Your assignment
Each line of the listing must be set down exactly as it stands.

Input
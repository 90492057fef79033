//! SimplePay command line client
//!
//! Loads a TOML gateway configuration and runs one operation against the
//! gateway, printing the result as JSON on stdout:
//!
//! ```text
//! simplepay --config simplepay.toml query HUF 101010514 101010515
//! simplepay --config simplepay.toml status HUF 101010514
//! ```
//!
//! `query` asks the modern API about orders by merchant reference. `status`
//! runs the bounded legacy status reconciliation (IOS) for one order.

#![allow(
    clippy::multiple_crate_versions,
    reason = "transitive dependencies from reqwest and tracing-subscriber"
)]

mod observability;

use std::{path::PathBuf, process::ExitCode, time::Duration};

use anyhow::{Context, Result};
use clap::{Parser, Subcommand};
use serde_json::{Map, Value, json};
use simplepay::{
    Deadline, GatewayConfig, HttpTransport,
    log::TracingLogger,
    orchestrator::TransactionOrchestrator,
    poller::StatusPoller,
    request::TransactionRequest,
};

use crate::observability::{LogFormat, init_observability};

#[derive(Debug, Parser)]
#[command(name = "simplepay")]
#[command(about = "Query SimplePay orders and reconcile their status", long_about = None, version)]
struct Args {
    /// Gateway configuration file
    #[arg(short, long, default_value = "simplepay.toml")]
    config: PathBuf,

    /// Log format; falls back to the LOG_FORMAT environment variable
    #[arg(long, value_enum)]
    log_format: Option<LogFormat>,

    /// Overall time limit in seconds
    #[arg(long, default_value_t = 60)]
    timeout_secs: u64,

    #[command(subcommand)]
    command: Command,
}

#[derive(Debug, Subcommand)]
enum Command {
    /// Query modern transactions by merchant order reference
    Query {
        /// Currency selecting the merchant account
        currency: String,
        /// Merchant order references
        #[arg(required = true)]
        order_refs: Vec<String>,
    },
    /// Reconcile the status of a legacy order
    Status {
        /// Currency selecting the merchant account
        currency: String,
        /// Merchant order reference
        order_ref: String,
    },
}

#[tokio::main]
async fn main() -> Result<ExitCode> {
    let args = Args::parse();
    init_observability(args.log_format.unwrap_or_else(LogFormat::from_env));

    let config = GatewayConfig::from_file(&args.config)
        .with_context(|| format!("failed to load {}", args.config.display()))?;
    let transport = HttpTransport::with_config(&config.transport).context("failed to build HTTP transport")?;
    let deadline = Deadline::after(Duration::from_secs(args.timeout_secs));

    let (output, trusted) = match args.command {
        Command::Query { currency, order_refs } => query(&config, transport, deadline, &currency, order_refs).await?,
        Command::Status { currency, order_ref } => status(&config, transport, deadline, &currency, &order_ref).await?,
    };

    println!("{}", serde_json::to_string_pretty(&output)?);
    if trusted {
        Ok(ExitCode::SUCCESS)
    } else {
        tracing::error!("gateway answer could not be verified");
        Ok(ExitCode::FAILURE)
    }
}

async fn query(
    config: &GatewayConfig,
    transport: HttpTransport,
    deadline: Deadline,
    currency: &str,
    order_refs: Vec<String>,
) -> Result<(Value, bool)> {
    let orchestrator = TransactionOrchestrator::new(config, transport, TracingLogger);
    let request = order_refs
        .into_iter()
        .fold(TransactionRequest::query().with_currency(currency), |request, order_ref| {
            request.add_merchant_order_id(order_ref)
        });

    let response = orchestrator.query(request, deadline).await.context("query failed")?;
    let output = json!({
        "signatureValid": response.signature_valid,
        "errorCodes": response.error_codes(),
        "fields": response.fields,
    });
    Ok((output, response.signature_valid))
}

async fn status(
    config: &GatewayConfig,
    transport: HttpTransport,
    deadline: Deadline,
    currency: &str,
    order_ref: &str,
) -> Result<(Value, bool)> {
    let poller = StatusPoller::new(config, transport, TracingLogger);
    let outcome = poller.poll(currency, order_ref, deadline).await.context("status reconciliation failed")?;

    let fields: Map<String, Value> =
        outcome.fields.iter().map(|(name, value)| (name.clone(), Value::String(value.clone()))).collect();
    let output = json!({
        "orderRef": order_ref,
        "status": outcome.status.as_str(),
        "successful": outcome.status.is_successful(),
        "hashValid": outcome.valid,
        "attempts": outcome.attempts,
        "fields": fields,
    });
    Ok((output, outcome.valid))
}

Finished exercise
repository 90492057fef79033
//! SimplePay command line client
//!
//! Loads a TOML gateway configuration and runs one operation against the
//! gateway, printing the result as JSON on stdout:
//!
//! ```text
//! simplepay --config simplepay.toml query HUF 101010514 101010515
//! simplepay --config simplepay.toml status HUF 101010514
//! ```
//!
//! `query` asks the modern API about orders by merchant reference. `status`
//! runs the bounded legacy status reconciliation (IOS) for one order.

#![allow(
    clippy::multiple_crate_versions,
    reason = "transitive dependencies from reqwest and tracing-subscriber"
)]

mod observability;

use std::{path::PathBuf, process::ExitCode, time::Duration};

use anyhow::{Context, Result};
use clap::{Parser, Subcommand};
use serde_json::{Map, Value, json};
use simplepay::{
    Deadline, GatewayConfig, HttpTransport,
    log::TracingLogger,
    orchestrator::TransactionOrchestrator,
    poller::StatusPoller,
    request::TransactionRequest,
};

use crate::observability::{LogFormat, init_observability};

#[derive(Debug, Parser)]
#[command(name = "simplepay")]
#[command(about = "Query SimplePay orders and reconcile their status", long_about = None, version)]
struct Args {
    /// Gateway configuration file
    #[arg(short, long, default_value = "simplepay.toml")]
    config: PathBuf,

    /// Log format; falls back to the LOG_FORMAT environment variable
    #[arg(long, value_enum)]
    log_format: Option<LogFormat>,

    /// Overall time limit in seconds
    #[arg(long, default_value_t = 60)]
    timeout_secs: u64,

    #[command(subcommand)]
    command: Command,
}

#[derive(Debug, Subcommand)]
enum Command {
    /// Query modern transactions by merchant order reference
    Query {
        /// Currency selecting the merchant account
        currency: String,
        /// Merchant order references
        #[arg(required = true)]
        order_refs: Vec<String>,
    },
    /// Reconcile the status of a legacy order
    Status {
        /// Currency selecting the merchant account
        currency: String,
        /// Merchant order reference
        order_ref: String,
    },
}

#[tokio::main]
async fn main() -> Result<ExitCode> {
    let args = Args::parse();
    init_observability(args.log_format.unwrap_or_else(LogFormat::from_env));

    let config = GatewayConfig::from_file(&args.config)
        .with_context(|| format!("failed to load {}", args.config.display()))?;
    let transport = HttpTransport::with_config(&config.transport).context("failed to build HTTP transport")?;
    let deadline = Deadline::after(Duration::from_secs(args.timeout_secs));

    let (output, trusted) = match args.command {
        Command::Query { currency, order_refs } => query(&config, transport, deadline, &currency, order_refs).await?,
        Command::Status { currency, order_ref } => status(&config, transport, deadline, &currency, &order_ref).await?,
    };

    println!("{}", serde_json::to_string_pretty(&output)?);
    if trusted {
        Ok(ExitCode::SUCCESS)
    } else {
        tracing::error!("gateway answer could not be verified");
        Ok(ExitCode::FAILURE)
    }
}

async fn query(
    config: &GatewayConfig,
    transport: HttpTransport,
    deadline: Deadline,
    currency: &str,
    order_refs: Vec<String>,
) -> Result<(Value, bool)> {
    let orchestrator = TransactionOrchestrator::new(config, transport, TracingLogger);
    let request = order_refs
        .into_iter()
        .fold(TransactionRequest::query().with_currency(currency), |request, order_ref| {
            request.add_merchant_order_id(order_ref)
        });

    let response = orchestrator.query(request, deadline).await.context("query failed")?;
    let output = json!({
        "signatureValid": response.signature_valid,
        "errorCodes": response.error_codes(),
        "fields": response.fields,
    });
    Ok((output, response.signature_valid))
}

async fn status(
    config: &GatewayConfig,
    transport: HttpTransport,
    deadline: Deadline,
    currency: &str,
    order_ref: &str,
) -> Result<(Value, bool)> {
    let poller = StatusPoller::new(config, transport, TracingLogger);
    let outcome = poller.poll(currency, order_ref, deadline).await.context("status reconciliation failed")?;

    let fields: Map<String, Value> =
        outcome.fields.iter().map(|(name, value)| (name.clone(), Value::String(value.clone()))).collect();
    let output = json!({
        "orderRef": order_ref,
        "status": outcome.status.as_str(),
        "successful": outcome.status.is_successful(),
        "hashValid": outcome.valid,
        "attempts": outcome.attempts,
        "fields": fields,
    });
    Ok((output, outcome.valid))
}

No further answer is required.